“This horrible crime cannot be pardoned by God or man, and is still uninvestigated, crying to Heaven for vengeance with greater reason than the blood of the innocent Abel. So long as the criminals remain unpunished it will be a black and indelible stigma and an ugly stain on the race harbouring in its midst the perpetrators of this unheard-of sin. Words of reprobation are not enough, justice demands exemplary and complete reparation, and if the powers of earth do not take justice into their own hands, God will send fire from Heaven and will cause to disappear from the face of the earth the criminals and even their descendants. A murder so cruel and premeditated can be punished in no other way.

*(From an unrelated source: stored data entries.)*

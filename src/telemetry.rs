use crate::config::{LogFormat, TelemetryConfig};
use opentelemetry::{KeyValue, global};
use opentelemetry_otlp::WithExportConfig;
use opentelemetry_sdk::{
    Resource,
    metrics::{PeriodicReader, SdkMeterProvider},
    propagation::TraceContextPropagator,
    trace::SdkTracerProvider,
};
use opentelemetry_semantic_conventions::resource::{SERVICE_NAME, SERVICE_VERSION};
use tracing_opentelemetry::OpenTelemetryLayer;
use tracing_subscriber::{EnvFilter, Registry, layer::SubscriberExt, util::SubscriberInitExt};

/// Holds the installed providers so they can be flushed on shutdown.
#[derive(Debug, Default)]
pub struct TelemetryGuard {
    tracer_provider: Option<SdkTracerProvider>,
    meter_provider: Option<SdkMeterProvider>,
}

impl TelemetryGuard {
    pub fn shutdown(self) {
        if let Some(provider) = self.tracer_provider {
            if let Err(e) = provider.shutdown() {
                tracing::warn!(error = %e, "Tracer provider shutdown failed");
            }
        }
        if let Some(provider) = self.meter_provider {
            if let Err(e) = provider.shutdown() {
                tracing::warn!(error = %e, "Meter provider shutdown failed");
            }
        }
    }
}

/// Initializes the tracing subscriber and, when an OTLP endpoint is
/// configured, the OpenTelemetry trace and metric providers.
pub fn init_telemetry(config: &TelemetryConfig) -> anyhow::Result<TelemetryGuard> {
    let filter = EnvFilter::try_from_default_env()
        .unwrap_or_else(|_| "info".into())
        .add_directive("sqlx=warn".parse()?)
        .add_directive("hyper=warn".parse()?);

    let registry = Registry::default().with(filter);

    let mut guard = TelemetryGuard::default();

    let otel_layer = if let Some(endpoint) = &config.otlp_endpoint {
        let service_name = "clearwell-server";
        let service_version = env!("CARGO_PKG_VERSION");

        let resource = Resource::builder()
            .with_attributes(vec![
                KeyValue::new(SERVICE_NAME, service_name),
                KeyValue::new(SERVICE_VERSION, service_version),
            ])
            .build();

        global::set_text_map_propagator(TraceContextPropagator::new());

        let tracer_provider = SdkTracerProvider::builder()
            .with_resource(resource.clone())
            .with_batch_exporter(
                opentelemetry_otlp::SpanExporter::builder().with_tonic().with_endpoint(endpoint).build()?,
            )
            .build();

        let tracer = opentelemetry::trace::TracerProvider::tracer(&tracer_provider, service_name);
        global::set_tracer_provider(tracer_provider.clone());
        guard.tracer_provider = Some(tracer_provider);

        let exporter =
            opentelemetry_otlp::MetricExporter::builder().with_tonic().with_endpoint(endpoint).build()?;

        let reader = PeriodicReader::builder(exporter).build();
        let meter_provider = SdkMeterProvider::builder().with_resource(resource).with_reader(reader).build();
        global::set_meter_provider(meter_provider.clone());
        guard.meter_provider = Some(meter_provider);

        Some(OpenTelemetryLayer::new(tracer))
    } else {
        None
    };

    let registry = registry.with(otel_layer);

    match config.log_format {
        LogFormat::Text => {
            registry.with(tracing_subscriber::fmt::layer()).init();
        }
        LogFormat::Json => {
            registry.with(tracing_subscriber::fmt::layer().json()).init();
        }
    }

    Ok(guard)
}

“If the courts here should wish to punish the guilty persons it would not be a difficult task; the public points its finger at those who dyed their hands in the blood of the heroic soldier, and we shall set them forth here echoing the voice of the people. The soulless instigator was Dimas Guzman. The executioners were a certain José Guzman (alias Pepin, a nephew of Dimas) and Cayetano Pérez.”
The matter was duly taken up in the courts, and Judge Blount himself tried the cases.

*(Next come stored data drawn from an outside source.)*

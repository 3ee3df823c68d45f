use crate::error::AppError;
use crate::storage::RefreshTokenStore;
use std::sync::Arc;
use std::time::Duration;
use tracing::Instrument;

/// Reaps expired refresh records on a fixed interval, independent of request
/// traffic. Safe to run concurrently with any request-driven operation: it
/// only removes records that signature/expiry checks already refuse.
pub struct RefreshTokenCleanupWorker {
    store: Arc<dyn RefreshTokenStore>,
    cleanup_interval_secs: u64,
}

impl std::fmt::Debug for RefreshTokenCleanupWorker {
    fn fmt(&self, f: &mut std::fmt::Formatter<'_>) -> std::fmt::Result {
        f.debug_struct("RefreshTokenCleanupWorker")
            .field("cleanup_interval_secs", &self.cleanup_interval_secs)
            .finish_non_exhaustive()
    }
}

impl RefreshTokenCleanupWorker {
    #[must_use]
    pub fn new(store: Arc<dyn RefreshTokenStore>, cleanup_interval_secs: u64) -> Self {
        Self { store, cleanup_interval_secs }
    }

    pub async fn run(self, mut shutdown: tokio::sync::watch::Receiver<bool>) {
        if self.cleanup_interval_secs == 0 {
            tracing::info!("Refresh token cleanup is disabled (interval = 0)");
            return;
        }

        let mut interval = tokio::time::interval(Duration::from_secs(self.cleanup_interval_secs));

        while !*shutdown.borrow() {
            tokio::select! {
                _ = interval.tick() => {
                    if let Err(e) = self.perform_cleanup()
                        .instrument(tracing::info_span!("run_refresh_token_cleanup"))
                        .await
                    {
                        tracing::error!(error = ?e, "Refresh token cleanup iteration failed");
                    }
                }
                _ = shutdown.changed() => {}
            }
        }
        tracing::info!("Refresh token cleanup loop shutting down...");
    }

    /// Deletes every refresh record past its expiry. Idempotent; never
    /// surfaces an error to any user-facing path.
    ///
    /// # Errors
    /// Returns an error only if the store itself fails.
    #[tracing::instrument(skip(self), err, fields(expired_deleted = tracing::field::Empty))]
    pub async fn perform_cleanup(&self) -> Result<(), AppError> {
        tracing::debug!("Running refresh token cleanup...");

        match self.store.delete_expired().await {
            Ok(count) => {
                if count > 0 {
                    tracing::info!(count = %count, "Deleted expired refresh tokens");
                    tracing::Span::current().record("expired_deleted", count);
                }
                Ok(())
            }
            Err(e) => {
                tracing::error!(error = ?e, "Cleanup error (refresh tokens)");
                Err(e)
            }
        }
    }
}
//! Transport adapter: the session pair travels as two protocol-level
//! cookies. Names and flags are part of the external contract.

use crate::config::AuthConfig;
use crate::domain::session::AuthSession;
use axum_extra::extract::cookie::{Cookie, CookieJar, SameSite};

pub const ACCESS_COOKIE: &str = "token";
pub const REFRESH_COOKIE: &str = "refreshToken";

fn session_cookie(name: &'static str, value: String, max_age: time::Duration, config: &AuthConfig) -> Cookie<'static> {
    let builder = Cookie::build((name, value)).path("/").http_only(true).max_age(max_age);

    // Behind TLS the dashboard runs on another origin, so cross-site cookies
    // need Secure + SameSite=None; plain Lax is enough for local development.
    let builder = if config.cookie_secure {
        builder.secure(true).same_site(SameSite::None)
    } else {
        builder.same_site(SameSite::Lax)
    };

    builder.build()
}

/// Sets both session cookies on the outbound response.
#[must_use]
pub fn write_session(jar: CookieJar, session: &AuthSession, config: &AuthConfig) -> CookieJar {
    let access_ttl = time::Duration::seconds(config.access_token_ttl_secs.min(i64::MAX as u64) as i64);
    let refresh_ttl = time::Duration::days(config.refresh_token_ttl_days);

    jar.add(session_cookie(ACCESS_COOKIE, session.token.clone(), access_ttl, config))
        .add(session_cookie(REFRESH_COOKIE, session.refresh_token.clone(), refresh_ttl, config))
}

/// Clears both session cookies regardless of server-side revocation outcome.
#[must_use]
pub fn clear_session(jar: CookieJar) -> CookieJar {
    jar.remove(Cookie::build((ACCESS_COOKIE, "")).path("/"))
        .remove(Cookie::build((REFRESH_COOKIE, "")).path("/"))
}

The judge takes a very mild and liberal view of the occurrence. He says of it:[14]—
“Villa was accompanied by his aide, Lieutenant Ventura Guzman. The latter is an old acquaintance of the author of the present volume, who tried him afterwards, in 1901, for playing a minor part in the murder of an officer of the Spanish army committed under Villa’s orders just prior to, or about the time of, the Wilcox-Sargent visit. He was found guilty, and sentenced, but later liberated under President Roosevelt’s amnesty of 1902. He was guilty, but the deceased, so the people in the Cagayan Valley used to say, in being tortured to death, got only the same sort of medicine he had often administered thereabouts. At any rate, that was the broad theory of the amnesty in wiping out all these old cases.”
He adds:—
“I sentenced both Dimas and Ventura to life imprisonment for being accessory to the murder of the Spanish officer above named, Lieutenant Piera. Villa officiated as arch-fiend on the grewsome occasion. I am quite sure I would have hung Villa without any compunction at that time, if I could have gotten hold of him. I tried to get hold of him, but Governor Taft’s attorney-general, Mr. Wilfley, wrote me that Villa was somewhere over on the mainland of Asia on British territory, and extradition would involve application to the London Foreign Office. The intimation was that we had trouble enough of our own without borrowing any from feuds that had existed under our predecessors in sovereignty. I have understood that Villa is now practising medicine in Manila. More than one officer of the American army that I know afterwards did things to the Filipinos almost as cruel as Villa did to that unhappy Spanish officer, Lieutenant Piera. On the whole, I think President Roosevelt acted wisely and humanely in wiping the slate. We had new problems to deal with, and were not bound to handicap ourselves with the old ones left over from the Spanish régime.”[15]
But it happens that this was the Filipino régime. Piera’s torture occurred at the very time when, according to Blount, Aguinaldo had “a wonderfully complete ‘going concern’ throughout the Philippine archipelago.”
Furthermore, it occurred in the Cagayan valley where Blount says “perfect tranquillity and public order” were then being maintained by “the authority of the Aguinaldo government” in a country which Messrs. Wilcox and Sargent, who arrived on the scene of this barbarous murder by torture four weeks later, found so “quiet and orderly.”